Set the records down once more so that they match the source word for word.

[Start of section]

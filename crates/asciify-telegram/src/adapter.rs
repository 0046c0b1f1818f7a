//! Telegram channel adapter.
//!
//! Wraps a teloxide `Bot` + `Dispatcher` and drives the long-polling event loop
//! until the process is stopped.

use std::sync::Arc;

use teloxide::prelude::*;
use tracing::info;

use asciify_core::config::{RenderConfig, TelegramConfig};
use asciify_flow::Conversation;
use asciify_sessions::SessionStore;

use crate::error::TelegramError;
use crate::gateway::TelegramGateway;
use crate::handler::{handle_callback, handle_message, Flow};

pub struct TelegramAdapter {
    config: TelegramConfig,
    render: RenderConfig,
    sessions: Arc<SessionStore>,
}

impl TelegramAdapter {
    pub fn new(config: &TelegramConfig, render: RenderConfig, sessions: Arc<SessionStore>) -> Self {
        Self {
            config: config.clone(),
            render,
            sessions,
        }
    }

    /// Connect to Telegram and drive the long-polling loop until Ctrl-C.
    pub async fn run(self) -> Result<(), TelegramError> {
        let token = self.config.bot_token.trim();
        if token.is_empty() {
            return Err(TelegramError::NoToken);
        }

        let bot = Bot::new(token);
        let gateway = Arc::new(TelegramGateway::new(bot.clone(), self.config.max_photo_bytes));
        let flow: Flow = Arc::new(Conversation::new(gateway, self.sessions, self.render)?);
        let config = self.config;

        info!("Telegram: starting long-polling dispatcher");

        let handler = dptree::entry()
            .branch(Update::filter_message().endpoint(handle_message))
            .branch(Update::filter_callback_query().endpoint(handle_callback));

        Dispatcher::builder(bot, handler)
            .dependencies(dptree::deps![flow, config])
            .default_handler(|_upd| async {})
            .enable_ctrlc_handler()
            .build()
            .dispatch()
            .await;

        info!("Telegram: dispatcher stopped");
        Ok(())
    }
}

#[cfg(test)]
mod tests {
    use super::*;

    #[tokio::test]
    async fn blank_token_is_refused_before_connecting() {
        let config = TelegramConfig {
            bot_token: "  ".into(),
            ..TelegramConfig::default()
        };
        let adapter = TelegramAdapter::new(&config, RenderConfig::default(), Arc::default());
        assert!(matches!(adapter.run().await, Err(TelegramError::NoToken)));
    }
}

[End of section]

# [FINISHED EXERCISE]
filename crates/asciify-telegram/src/adapter.rs
repository 0046c0b1f1818f7a
//! Telegram channel adapter.
//!
//! Wraps a teloxide `Bot` + `Dispatcher` and drives the long-polling event loop
//! until the process is stopped.

use std::sync::Arc;

use teloxide::prelude::*;
use tracing::info;

use asciify_core::config::{RenderConfig, TelegramConfig};
use asciify_flow::Conversation;
use asciify_sessions::SessionStore;

use crate::error::TelegramError;
use crate::gateway::TelegramGateway;
use crate::handler::{handle_callback, handle_message, Flow};

pub struct TelegramAdapter {
    config: TelegramConfig,
    render: RenderConfig,
    sessions: Arc<SessionStore>,
}

impl TelegramAdapter {
    pub fn new(config: &TelegramConfig, render: RenderConfig, sessions: Arc<SessionStore>) -> Self {
        Self {
            config: config.clone(),
            render,
            sessions,
        }
    }

    /// Connect to Telegram and drive the long-polling loop until Ctrl-C.
    pub async fn run(self) -> Result<(), TelegramError> {
        let token = self.config.bot_token.trim();
        if token.is_empty() {
            return Err(TelegramError::NoToken);
        }

        let bot = Bot::new(token);
        let gateway = Arc::new(TelegramGateway::new(bot.clone(), self.config.max_photo_bytes));
        let flow: Flow = Arc::new(Conversation::new(gateway, self.sessions, self.render)?);
        let config = self.config;

        info!("Telegram: starting long-polling dispatcher");

        let handler = dptree::entry()
            .branch(Update::filter_message().endpoint(handle_message))
            .branch(Update::filter_callback_query().endpoint(handle_callback));

        Dispatcher::builder(bot, handler)
            .dependencies(dptree::deps![flow, config])
            .default_handler(|_upd| async {})
            .enable_ctrlc_handler()
            .build()
            .dispatch()
            .await;

        info!("Telegram: dispatcher stopped");
        Ok(())
    }
}

#[cfg(test)]
mod tests {
    use super::*;

    #[tokio::test]
    async fn blank_token_is_refused_before_connecting() {
        let config = TelegramConfig {
            bot_token: "  ".into(),
            ..TelegramConfig::default()
        };
        let adapter = TelegramAdapter::new(&config, RenderConfig::default(), Arc::default());
        assert!(matches!(adapter.run().await, Err(TelegramError::NoToken)));
    }
}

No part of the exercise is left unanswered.